Kabid Humas Polda Metro Jaya Kombes Pol Argo Yuwono. (Foto: Sayangi.com/Tri Setyo)

Jakarta, Sayangi.com – Penyidik Polda Metro Jaya tengah menyelidiki tanda telah lulus sensor dalam video Ikan Asin, yang diunggah di situs YouTube milik Rey Utami dan Pablo Benua. Dari hasil pemeriksaan sementara, tanda lulus sensor tersebut ditengarai palsu.

Kabid Humas Polda Metro Jaya Kombes Pol Argo Yuwono mengatakan, pihaknya telah meminta keterangan saksi dari lembaga sensor.

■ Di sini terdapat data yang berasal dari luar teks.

//! rust_finitediff — finite-difference derivatives with Python bindings.
//!
//! Purpose
//! -------
//! Serve as the crate root for Rust callers and as the PyO3 bridge that
//! exposes the finite-difference routines to Python via the
//! `_rust_finitediff` extension module. When the `python-bindings` feature is
//! enabled, this module defines the Python-facing functions used by the
//! `rust_finitediff` package.
//!
//! Key behaviors
//! -------------
//! - Re-export the core Rust modules (`derivatives`, `comparison`, and
//!   `utils`) as the public crate surface.
//! - Define `#[pyfunction]` wrappers and the `#[pymodule]` initializer for
//!   the `_rust_finitediff` Python extension.
//! - Convert NumPy arrays and Python callables into the `ndarray`-based
//!   types the engines expect, and route Python exceptions raised inside a
//!   target function back to the caller.
//!
//! Invariants & assumptions
//! ------------------------
//! - All heavy numerical work is implemented in the inner Rust modules; this
//!   file performs only FFI glue, input validation, and error mapping.
//! - A Python exception raised inside a target function is captured in a
//!   shared cell while the engine runs (the engine sees NaN for that
//!   evaluation) and re-raised once the engine returns; partial results are
//!   never handed back alongside an error.
//! - On successful conversion from Python objects to Rust types, the
//!   invariants documented in the core modules are assumed to hold.
//!
//! Conventions
//! -----------
//! - Accuracy orders cross the boundary as strings (`"second"`, `"fourth"`,
//!   `"sixth"`, `"eighth"`); unknown names surface as `ValueError`.
//! - Errors from core Rust code are propagated as rich error types
//!   internally and converted to `PyErr` values at the PyO3 boundary.
//!
//! Downstream usage
//! ----------------
//! - Native Rust code should usually depend directly on the inner modules
//!   and can ignore the PyO3 items guarded by the `python-bindings` feature.
//! - The Python packaging layer imports the `_rust_finitediff` module
//!   defined here and wraps its functions in user-facing Python APIs.
//!
//! Testing notes
//! -------------
//! - Core numerical behavior is covered by unit tests in the inner modules
//!   and by the Rust integration suite; smoke tests for the PyO3 bindings
//!   verify that functions can be called and round-tripped from Python.

pub mod comparison;
pub mod derivatives;
pub mod utils;

#[cfg(feature = "python-bindings")]
use ndarray::Array1;

#[cfg(feature = "python-bindings")]
use numpy::{IntoPyArray, PyArray1, PyArray2};

#[cfg(feature = "python-bindings")]
use pyo3::{exceptions::PyValueError, prelude::*, types::PyAny};

#[cfg(feature = "python-bindings")]
use std::cell::{Cell, RefCell};

#[cfg(feature = "python-bindings")]
use crate::{
    derivatives::{stencil::AccuracyOrder, types::Point},
    utils::{extract_f64_array, extract_f64_matrix},
};

/// Convert a Python evaluation point into an owned [`Point`].
#[cfg(feature = "python-bindings")]
fn extract_point<'py>(py: Python<'py>, raw: &Bound<'py, PyAny>) -> PyResult<Point> {
    let arr = extract_f64_array(py, raw)?;
    let slice = arr.as_slice().map_err(|_| {
        PyValueError::new_err("x must be a 1-D contiguous float64 array or sequence")
    })?;
    Ok(Array1::from(slice.to_vec()))
}

/// Compute the gradient of a Python callable via central finite differences.
#[cfg(feature = "python-bindings")]
#[pyfunction]
#[pyo3(
    signature = (x, f, accuracy = "second", eps = None),
    text_signature = "(x, f, /, accuracy='second', eps=None)"
)]
fn finite_gradient<'py>(
    py: Python<'py>, x: &Bound<'py, PyAny>, f: &Bound<'py, PyAny>, accuracy: &str,
    eps: Option<f64>,
) -> PyResult<Bound<'py, PyArray1<f64>>> {
    let order: AccuracyOrder = accuracy.parse()?;
    let point = extract_point(py, x)?;

    // Exceptions raised by the callable are stored in the shared cell and the
    // evaluation reports NaN; the error is re-raised once the engine returns.
    let closure_err: RefCell<Option<PyErr>> = RefCell::new(None);
    let target = |pt: &Point| -> f64 {
        let arg = pt.to_owned().into_pyarray(py);
        match f.call1((arg,)).and_then(|v| v.extract::<f64>()) {
            Ok(value) => value,
            Err(err) => {
                closure_err.replace(Some(err));
                f64::NAN
            }
        }
    };
    let grad = derivatives::finite_gradient(&point, target, order, eps)?;
    if let Some(err) = closure_err.take() {
        return Err(err);
    }
    Ok(grad.into_pyarray(py))
}

/// Compute the Jacobian of a vector-valued Python callable.
#[cfg(feature = "python-bindings")]
#[pyfunction]
#[pyo3(
    signature = (x, f, accuracy = "second", eps = None),
    text_signature = "(x, f, /, accuracy='second', eps=None)"
)]
fn finite_jacobian<'py>(
    py: Python<'py>, x: &Bound<'py, PyAny>, f: &Bound<'py, PyAny>, accuracy: &str,
    eps: Option<f64>,
) -> PyResult<Bound<'py, PyArray2<f64>>> {
    let order: AccuracyOrder = accuracy.parse()?;
    let point = extract_point(py, x)?;

    let closure_err: RefCell<Option<PyErr>> = RefCell::new(None);
    // Tracks the output length seen so far, so an error mid-sweep can report
    // NaNs of a consistent shape instead of tripping the engine.
    let rows_seen = Cell::new(0usize);
    let target = |pt: &Point| -> Array1<f64> {
        let arg = pt.to_owned().into_pyarray(py);
        match f.call1((arg,)).and_then(|v| v.extract::<Vec<f64>>()) {
            Ok(values) => {
                rows_seen.set(values.len());
                Array1::from(values)
            }
            Err(err) => {
                closure_err.replace(Some(err));
                Array1::from_elem(rows_seen.get(), f64::NAN)
            }
        }
    };
    let jac = derivatives::finite_jacobian(&point, target, order, eps)?;
    if let Some(err) = closure_err.take() {
        return Err(err);
    }
    Ok(jac.into_pyarray(py))
}

/// Compute the Hessian of a scalar-valued Python callable.
#[cfg(feature = "python-bindings")]
#[pyfunction]
#[pyo3(
    signature = (x, f, accuracy = "second", eps = None),
    text_signature = "(x, f, /, accuracy='second', eps=None)"
)]
fn finite_hessian<'py>(
    py: Python<'py>, x: &Bound<'py, PyAny>, f: &Bound<'py, PyAny>, accuracy: &str,
    eps: Option<f64>,
) -> PyResult<Bound<'py, PyArray2<f64>>> {
    let order: AccuracyOrder = accuracy.parse()?;
    let point = extract_point(py, x)?;

    let closure_err: RefCell<Option<PyErr>> = RefCell::new(None);
    let target = |pt: &Point| -> f64 {
        let arg = pt.to_owned().into_pyarray(py);
        match f.call1((arg,)).and_then(|v| v.extract::<f64>()) {
            Ok(value) => value,
            Err(err) => {
                closure_err.replace(Some(err));
                f64::NAN
            }
        }
    };
    let hess = derivatives::finite_hessian(&point, target, order, eps)?;
    if let Some(err) = closure_err.take() {
        return Err(err);
    }
    Ok(hess.into_pyarray(py))
}

/// Compare two gradients under a combined absolute/relative tolerance.
#[cfg(feature = "python-bindings")]
#[pyfunction]
#[pyo3(
    signature = (x, y, test_eps = None, msg = None),
    text_signature = "(x, y, /, test_eps=1e-4, msg='compare_gradient ')"
)]
fn compare_gradient<'py>(
    py: Python<'py>, x: &Bound<'py, PyAny>, y: &Bound<'py, PyAny>, test_eps: Option<f64>,
    msg: Option<&str>,
) -> PyResult<bool> {
    let x_arr = extract_f64_array(py, x)?.as_array().to_owned();
    let y_arr = extract_f64_array(py, y)?.as_array().to_owned();
    let same =
        comparison::compare_gradient(&x_arr, &y_arr, test_eps, msg.unwrap_or("compare_gradient "))?;
    Ok(same)
}

/// Compare two Jacobians under a combined absolute/relative tolerance.
#[cfg(feature = "python-bindings")]
#[pyfunction]
#[pyo3(
    signature = (x, y, test_eps = None, msg = None),
    text_signature = "(x, y, /, test_eps=1e-4, msg='compare_jacobian ')"
)]
fn compare_jacobian<'py>(
    _py: Python<'py>, x: &Bound<'py, PyAny>, y: &Bound<'py, PyAny>, test_eps: Option<f64>,
    msg: Option<&str>,
) -> PyResult<bool> {
    let x_arr = extract_f64_matrix(x)?.as_array().to_owned();
    let y_arr = extract_f64_matrix(y)?.as_array().to_owned();
    let same =
        comparison::compare_jacobian(&x_arr, &y_arr, test_eps, msg.unwrap_or("compare_jacobian "))?;
    Ok(same)
}

/// Compare two Hessians under a combined absolute/relative tolerance.
#[cfg(feature = "python-bindings")]
#[pyfunction]
#[pyo3(
    signature = (x, y, test_eps = None, msg = None),
    text_signature = "(x, y, /, test_eps=1e-4, msg='compare_hessian ')"
)]
fn compare_hessian<'py>(
    _py: Python<'py>, x: &Bound<'py, PyAny>, y: &Bound<'py, PyAny>, test_eps: Option<f64>,
    msg: Option<&str>,
) -> PyResult<bool> {
    let x_arr = extract_f64_matrix(x)?.as_array().to_owned();
    let y_arr = extract_f64_matrix(y)?.as_array().to_owned();
    let same =
        comparison::compare_hessian(&x_arr, &y_arr, test_eps, msg.unwrap_or("compare_hessian "))?;
    Ok(same)
}

/// Flatten a matrix row-major into a vector.
#[cfg(feature = "python-bindings")]
#[pyfunction]
#[pyo3(text_signature = "(x, /)")]
fn flatten<'py>(py: Python<'py>, x: &Bound<'py, PyAny>) -> PyResult<Bound<'py, PyArray1<f64>>> {
    let x_arr = extract_f64_matrix(x)?.as_array().to_owned();
    Ok(utils::flatten(&x_arr).into_pyarray(py))
}

/// Unflatten a vector row-major into a matrix with `dim` columns.
#[cfg(feature = "python-bindings")]
#[pyfunction]
#[pyo3(text_signature = "(x, dim, /)")]
fn unflatten<'py>(
    py: Python<'py>, x: &Bound<'py, PyAny>, dim: usize,
) -> PyResult<Bound<'py, PyArray2<f64>>> {
    let x_arr = extract_f64_array(py, x)?.as_array().to_owned();
    let out = utils::unflatten(&x_arr, dim)?;
    Ok(out.into_pyarray(py))
}

/// _rust_finitediff — PyO3 module initializer for the Python extension.
///
/// Registers the differencing, comparison, and layout functions on the
/// `_rust_finitediff` module; the pure-Python packaging layer wraps these in
/// the user-facing API.
#[cfg(feature = "python-bindings")]
#[pymodule]
fn _rust_finitediff<'py>(_py: Python<'py>, m: &Bound<'py, PyModule>) -> PyResult<()> {
    m.add_function(wrap_pyfunction!(finite_gradient, m)?)?;
    m.add_function(wrap_pyfunction!(finite_jacobian, m)?)?;
    m.add_function(wrap_pyfunction!(finite_hessian, m)?)?;
    m.add_function(wrap_pyfunction!(compare_gradient, m)?)?;
    m.add_function(wrap_pyfunction!(compare_jacobian, m)?)?;
    m.add_function(wrap_pyfunction!(compare_hessian, m)?)?;
    m.add_function(wrap_pyfunction!(flatten, m)?)?;
    m.add_function(wrap_pyfunction!(unflatten, m)?)?;
    Ok(())
}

Hasilnya, mereka menyebut tanda lulus sensor dalam video tersebut palsu.

“Keterangan lulus sensor pada menit 00:58 adalah palsu dan tidak benar, karena penulisannya pada tampilannya sudah salah. Sehingga video tersebut seolah-olah telah dinyatakan telah lulus sensor di lembaga sensor film,” ujar Argo di Mapolda Metro Jaya, Jumat (19/7).

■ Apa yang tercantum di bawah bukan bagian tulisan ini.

//! derivatives::jacobian — finite-difference Jacobians of vector- and
//! matrix-valued functions.
//!
//! Purpose
//! -------
//! Approximate the matrix of first partial derivatives of a vector-valued
//! `f : ℝⁿ → ℝᵏ`, plus a tensor-aware variant for functions returning
//! matrices, where each input coordinate's derivative slice is placed in
//! column-blocks or row-blocks according to a storage convention.
//!
//! Key behaviors
//! -------------
//! - Probe `f` once at the base point to discover the output shape, then
//!   drive the shared stencil sweep along each coordinate.
//! - [`finite_jacobian`] fills column `i` with the derivative of `f` with
//!   respect to coordinate `i`.
//! - [`finite_jacobian_blocks`] generalizes to matrix-valued functions and a
//!   caller-chosen [`TensorLayout`]; [`finite_jacobian_tensor`] maps a tensor
//!   order to the layout (even → column-blocks, odd → row-blocks).
//!
//! Invariants & assumptions
//! ------------------------
//! - Exactly `n * s` evaluations plus the one shape probe.
//! - `f` must return the same output shape at every call; the engine treats a
//!   shape change mid-sweep as a caller contract violation and does not
//!   defend against it.
//!
//! Conventions
//! -----------
//! - Column-block layout: for a p×q-valued `f`, the result is p × (q·n) and
//!   coordinate `k`'s slice occupies columns `[q·k, q·(k+1))`.
//! - Row-block layout: the result is (p·q) × n and column `k` is the
//!   column-major vectorization of coordinate `k`'s slice. This matches the
//!   tensor vectorization of "Dynamic Deformables" by Kim and Eberle [2022]:
//!   even-order tensors are stored in column-blocks, odd-order in row-blocks.
//!
//! Downstream usage
//! ----------------
//! - Callers stacking per-coordinate tensor slices combine the block layouts
//!   with [`flatten`](crate::utils::flatten) /
//!   [`unflatten`](crate::utils::unflatten) to move between matrix and vector
//!   representations.
use crate::derivatives::{
    errors::FDResult,
    stencil::AccuracyOrder,
    types::{DEFAULT_JACOBIAN_EPS, Jacobian, Point},
    validation::resolve_step,
};
use ndarray::{Array1, Array2, s};

/// Storage convention for per-coordinate derivative slices of a
/// matrix-valued function.
///
/// Even-order tensors are conventionally stored in column-blocks, odd-order
/// tensors in row-blocks; [`finite_jacobian_tensor`] applies that parity rule
/// automatically.
#[derive(Debug, Clone, Copy, PartialEq, Eq)]
pub enum TensorLayout {
    /// p × (q·n) output; coordinate `k`'s p×q slice occupies columns
    /// `[q·k, q·(k+1))`.
    ColumnBlocks,
    /// (p·q) × n output; column `k` is the column-major vectorization of
    /// coordinate `k`'s slice.
    RowBlocks,
}

/// Approximate the Jacobian of `f` at `x` using central finite differences.
///
/// Purpose
/// -------
/// Compute the k×n matrix of first partial derivatives of a vector-valued
/// function, with `k` discovered by one probe evaluation at the base point.
///
/// Parameters
/// ----------
/// - `x`: `&Point`
///   Evaluation point; read-only. Its length `n` fixes the column count.
/// - `f`: `F`
///   Vector-valued target function `ℝⁿ → ℝᵏ`. Called `n * s + 1` times
///   (including the shape probe).
/// - `accuracy`: [`AccuracyOrder`]
///   Truncation-error order of the stencil.
/// - `eps`: `Option<f64>`
///   Perturbation step; `None` selects [`DEFAULT_JACOBIAN_EPS`].
///
/// Returns
/// -------
/// `FDResult<Jacobian>`
///   Freshly allocated k×n Jacobian estimate; column `i` holds ∂f/∂xᵢ.
///
/// Errors
/// ------
/// - [`FDError::InvalidEps`](crate::derivatives::errors::FDError::InvalidEps)
///   if the resolved step is non-finite or ≤ 0.0.
///
/// Examples
/// --------
/// ```rust
/// # use ndarray::array;
/// # use rust_finitediff::derivatives::jacobian::finite_jacobian;
/// # use rust_finitediff::derivatives::stencil::AccuracyOrder;
/// // f(x) = (x₀ + x₁, x₀ x₁), J = [[1, 1], [x₁, x₀]].
/// let f = |x: &ndarray::Array1<f64>| array![x[0] + x[1], x[0] * x[1]];
/// let x = array![2.0, 3.0];
///
/// let jac = finite_jacobian(&x, f, AccuracyOrder::Second, None).unwrap();
/// assert!((jac[[1, 0]] - 3.0).abs() < 1e-6);
/// assert!((jac[[1, 1]] - 2.0).abs() < 1e-6);
/// ```
pub fn finite_jacobian<F>(
    x: &Point, f: F, accuracy: AccuracyOrder, eps: Option<f64>,
) -> FDResult<Jacobian>
where
    F: Fn(&Point) -> Array1<f64>,
{
    let eps = resolve_step(eps, DEFAULT_JACOBIAN_EPS)?;
    let stencil = accuracy.stencil();
    let denom = stencil.denominator * eps;

    let n = x.len();
    let rows = f(x).len();
    let mut jac = Jacobian::zeros((rows, n));
    let mut work = x.clone();
    for i in 0..n {
        let mut acc = Array1::<f64>::zeros(rows);
        stencil.sweep(&mut work, x, i, eps, &f, |weight, value: Array1<f64>| {
            acc.scaled_add(weight, &value)
        });
        acc /= denom;
        jac.column_mut(i).assign(&acc);
    }
    Ok(jac)
}

/// Approximate the Jacobian of a matrix-valued `f` with an explicit block
/// layout.
///
/// Purpose
/// -------
/// Generalize [`finite_jacobian`] to functions returning p×q matrices: each
/// coordinate's accumulated derivative slice is written into the output
/// according to `layout`.
///
/// Parameters
/// ----------
/// - `x`: `&Point`
///   Evaluation point; read-only.
/// - `f`: `F`
///   Matrix-valued target function `ℝⁿ → ℝ^(p×q)`. Called `n * s + 1` times
///   (including the shape probe).
/// - `layout`: [`TensorLayout`]
///   Where each coordinate's slice lands in the output.
/// - `accuracy`: [`AccuracyOrder`]
///   Truncation-error order of the stencil.
/// - `eps`: `Option<f64>`
///   Perturbation step; `None` selects [`DEFAULT_JACOBIAN_EPS`].
///
/// Returns
/// -------
/// `FDResult<Jacobian>`
///   p × (q·n) for [`TensorLayout::ColumnBlocks`], (p·q) × n for
///   [`TensorLayout::RowBlocks`].
///
/// Errors
/// ------
/// - [`FDError::InvalidEps`](crate::derivatives::errors::FDError::InvalidEps)
///   if the resolved step is non-finite or ≤ 0.0.
pub fn finite_jacobian_blocks<F>(
    x: &Point, f: F, layout: TensorLayout, accuracy: AccuracyOrder, eps: Option<f64>,
) -> FDResult<Jacobian>
where
    F: Fn(&Point) -> Array2<f64>,
{
    let eps = resolve_step(eps, DEFAULT_JACOBIAN_EPS)?;
    let stencil = accuracy.stencil();
    let denom = stencil.denominator * eps;

    let n = x.len();
    let (p, q) = f(x).dim();
    let mut jac = match layout {
        TensorLayout::ColumnBlocks => Jacobian::zeros((p, q * n)),
        TensorLayout::RowBlocks => Jacobian::zeros((p * q, n)),
    };
    let mut work = x.clone();
    for i in 0..n {
        let mut slice_acc = Array2::<f64>::zeros((p, q));
        stencil.sweep(&mut work, x, i, eps, &f, |weight, value: Array2<f64>| {
            slice_acc.scaled_add(weight, &value)
        });
        slice_acc /= denom;
        match layout {
            TensorLayout::ColumnBlocks => {
                jac.slice_mut(s![.., i * q..(i + 1) * q]).assign(&slice_acc);
            }
            TensorLayout::RowBlocks => {
                // Column-major vectorization of the slice into column i.
                for c in 0..q {
                    for r in 0..p {
                        jac[[c * p + r, i]] = slice_acc[[r, c]];
                    }
                }
            }
        }
    }
    Ok(jac)
}

/// Approximate the Jacobian of a matrix-valued `f`, choosing the block layout
/// from the tensor order of its output.
///
/// Even-order tensors (e.g. matrices) are stored in column-blocks, odd-order
/// tensors in row-blocks; this is the parity convention callers use when
/// stacking per-coordinate tensor slices.
///
/// # Errors
/// - [`FDError::InvalidEps`](crate::derivatives::errors::FDError::InvalidEps)
///   if the resolved step is non-finite or ≤ 0.0.
pub fn finite_jacobian_tensor<F>(
    x: &Point, f: F, tensor_order: usize, accuracy: AccuracyOrder, eps: Option<f64>,
) -> FDResult<Jacobian>
where
    F: Fn(&Point) -> Array2<f64>,
{
    let layout =
        if tensor_order % 2 == 0 { TensorLayout::ColumnBlocks } else { TensorLayout::RowBlocks };
    finite_jacobian_blocks(x, f, layout, accuracy, eps)
}

#[cfg(test)]
mod tests {
    use super::*;
    use crate::derivatives::stencil::ALL_ORDERS;
    use approx::assert_abs_diff_eq;
    use ndarray::array;

    // -------------------------------------------------------------------------
    // Scope
    // -----
    // These tests cover:
    // - Agreement with closed-form Jacobians for linear and elementwise trig
    //   targets at every accuracy order.
    // - Output-shape discovery for rectangular targets.
    // - Both tensor block layouts and the parity rule mapping orders to them.
    //
    // They intentionally DO NOT cover:
    // - Large random problems (integration suite).
    // -------------------------------------------------------------------------

    #[test]
    // Purpose
    // -------
    // Verify that the Jacobian of a linear map recovers the matrix itself at
    // every accuracy order (central differences are exact on linear maps up
    // to round-off).
    //
    // Given
    // -----
    // - f(x) = Ax with a fixed 2×2 A.
    //
    // Expect
    // ------
    // - The estimate matches A entrywise within 1e-6 for all orders.
    fn linear_jacobian_recovers_matrix_for_all_orders() {
        let a = array![[2.0, -1.0], [0.5, 3.0]];
        let f = |x: &Point| a.dot(x);
        let x = array![0.7, -0.2];

        for order in ALL_ORDERS {
            let jac =
                finite_jacobian(&x, f, order, None).expect("jacobian of a linear map should succeed");
            assert_eq!(jac.dim(), (2, 2));
            for i in 0..2 {
                for j in 0..2 {
                    assert_abs_diff_eq!(jac[[i, j]], a[[i, j]], epsilon = 1e-6);
                }
            }
        }
    }

    #[test]
    // Purpose
    // -------
    // Check an elementwise nonlinear target: the Jacobian of sin applied
    // componentwise is the diagonal of cos.
    //
    // Given
    // -----
    // - f(x) = sin.(x) in ℝ³.
    //
    // Expect
    // ------
    // - Diagonal entries cos(xᵢ), off-diagonal entries 0, within 1e-6.
    fn elementwise_sin_jacobian_is_diagonal_cos() {
        let f = |x: &Point| x.mapv(f64::sin);
        let x = array![0.3, -0.7, 1.1];

        let jac = finite_jacobian(&x, f, AccuracyOrder::Fourth, None).unwrap();

        for i in 0..3 {
            for j in 0..3 {
                let expected = if i == j { x[i].cos() } else { 0.0 };
                assert_abs_diff_eq!(jac[[i, j]], expected, epsilon = 1e-6);
            }
        }
    }

    #[test]
    // Purpose
    // -------
    // Verify that the probe evaluation sizes the output for rectangular
    // targets (k ≠ n).
    //
    // Given
    // -----
    // - f(x) = Ax with a 3×2 A.
    //
    // Expect
    // ------
    // - A 3×2 Jacobian equal to A.
    fn rectangular_target_discovers_row_count() {
        let a = array![[1.0, 0.0], [0.0, 1.0], [2.0, -2.0]];
        let f = |x: &Point| a.dot(x);
        let x = array![0.1, 0.9];

        let jac = finite_jacobian(&x, f, AccuracyOrder::Second, None).unwrap();

        assert_eq!(jac.dim(), (3, 2));
        for i in 0..3 {
            for j in 0..2 {
                assert_abs_diff_eq!(jac[[i, j]], a[[i, j]], epsilon = 1e-6);
            }
        }
    }

    #[test]
    // Purpose
    // -------
    // Verify both block layouts on a matrix-valued target whose derivative
    // slices are known exactly.
    //
    // Given
    // -----
    // - f(x) = x₀ T₀ + x₁ T₁ with fixed 2×3 slices T₀, T₁ (so ∂f/∂xₖ = Tₖ).
    //
    // Expect
    // ------
    // - ColumnBlocks: 2 × 6 result with Tₖ in columns [3k, 3k+3).
    // - RowBlocks: 6 × 2 result with column k the column-major vectorization
    //   of Tₖ.
    fn block_layouts_place_slices_per_convention() {
        let t0 = array![[1.0, 2.0, 3.0], [4.0, 5.0, 6.0]];
        let t1 = array![[-1.0, 0.5, 0.0], [2.0, -2.0, 1.0]];
        let f = |x: &Point| &t0 * x[0] + &t1 * x[1];
        let x = array![0.6, -0.4];

        let even =
            finite_jacobian_blocks(&x, f, TensorLayout::ColumnBlocks, AccuracyOrder::Second, None)
                .unwrap();
        assert_eq!(even.dim(), (2, 6));
        for (k, t) in [&t0, &t1].into_iter().enumerate() {
            for r in 0..2 {
                for c in 0..3 {
                    assert_abs_diff_eq!(even[[r, 3 * k + c]], t[[r, c]], epsilon = 1e-6);
                }
            }
        }

        let odd =
            finite_jacobian_blocks(&x, f, TensorLayout::RowBlocks, AccuracyOrder::Second, None)
                .unwrap();
        assert_eq!(odd.dim(), (6, 2));
        for (k, t) in [&t0, &t1].into_iter().enumerate() {
            for c in 0..3 {
                for r in 0..2 {
                    assert_abs_diff_eq!(odd[[2 * c + r, k]], t[[r, c]], epsilon = 1e-6);
                }
            }
        }
    }

    #[test]
    // Purpose
    // -------
    // Pin the parity rule of the tensor-order front end against the explicit
    // layouts.
    //
    // Given
    // -----
    // - The same matrix-valued target, tensor orders 3 (odd) and 4 (even).
    //
    // Expect
    // ------
    // - Order 4 equals the ColumnBlocks result, order 3 the RowBlocks result.
    fn tensor_order_parity_selects_layout() {
        let t0 = array![[0.0, 1.0], [2.0, 3.0]];
        let f = |x: &Point| &t0 * x[0];
        let x = array![1.5];

        let even = finite_jacobian_tensor(&x, f, 4, AccuracyOrder::Second, None).unwrap();
        let by_columns =
            finite_jacobian_blocks(&x, f, TensorLayout::ColumnBlocks, AccuracyOrder::Second, None)
                .unwrap();
        assert_eq!(even, by_columns);

        let odd = finite_jacobian_tensor(&x, f, 3, AccuracyOrder::Second, None).unwrap();
        let by_rows =
            finite_jacobian_blocks(&x, f, TensorLayout::RowBlocks, AccuracyOrder::Second, None)
                .unwrap();
        assert_eq!(odd, by_rows);
    }
}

Argo menjelaskan, lembaga sensor film tidak pernah mengeluarkan keterangan telah lulus sensor, pada video yang diunggah di akun YouTube Rey dan Pablo.

Sehingga apa yang diklaim Pablo dan Rey memenuhi unsur dugaan melakukan manipulasi. Pasalnya mereka mengaku-ngaku videonya telah lulus sensor.

“Pablo Putera Benua dan Rayie Utami Alias Rey Utami tidak pernah datang ke lembaga sensor film untuk pengajuan izin sensor konten ‘Mulut Sampah’ YouTube Channel Rey Utami dan Benua,” jelasnya.

Hingga saat ini, kata Argo, pihak lembaga sensor mengaku tidak pernah mengeluarkan tanda lulus sensor terhadap akun Rey dan Pablo tersebut. “Video semacam tulisan yang menyatakan telah lulus sensor. Tetapi setelah diteliti, judul tersebut tidak pernah masuk untuk disensorkan ke lembaga sensor film,” katanya.

Keduanya kembali dikenakan Pasal 35 UU RI No. 19 Tahun 2016 tentang perubahan atas UU RI No. 11 Tahun 2008 tentang ITE dengan tujuan agar Informasi Elektronik dan/atau Dokumen Elektronik tersebut dianggap seolah-olah data yang otentik.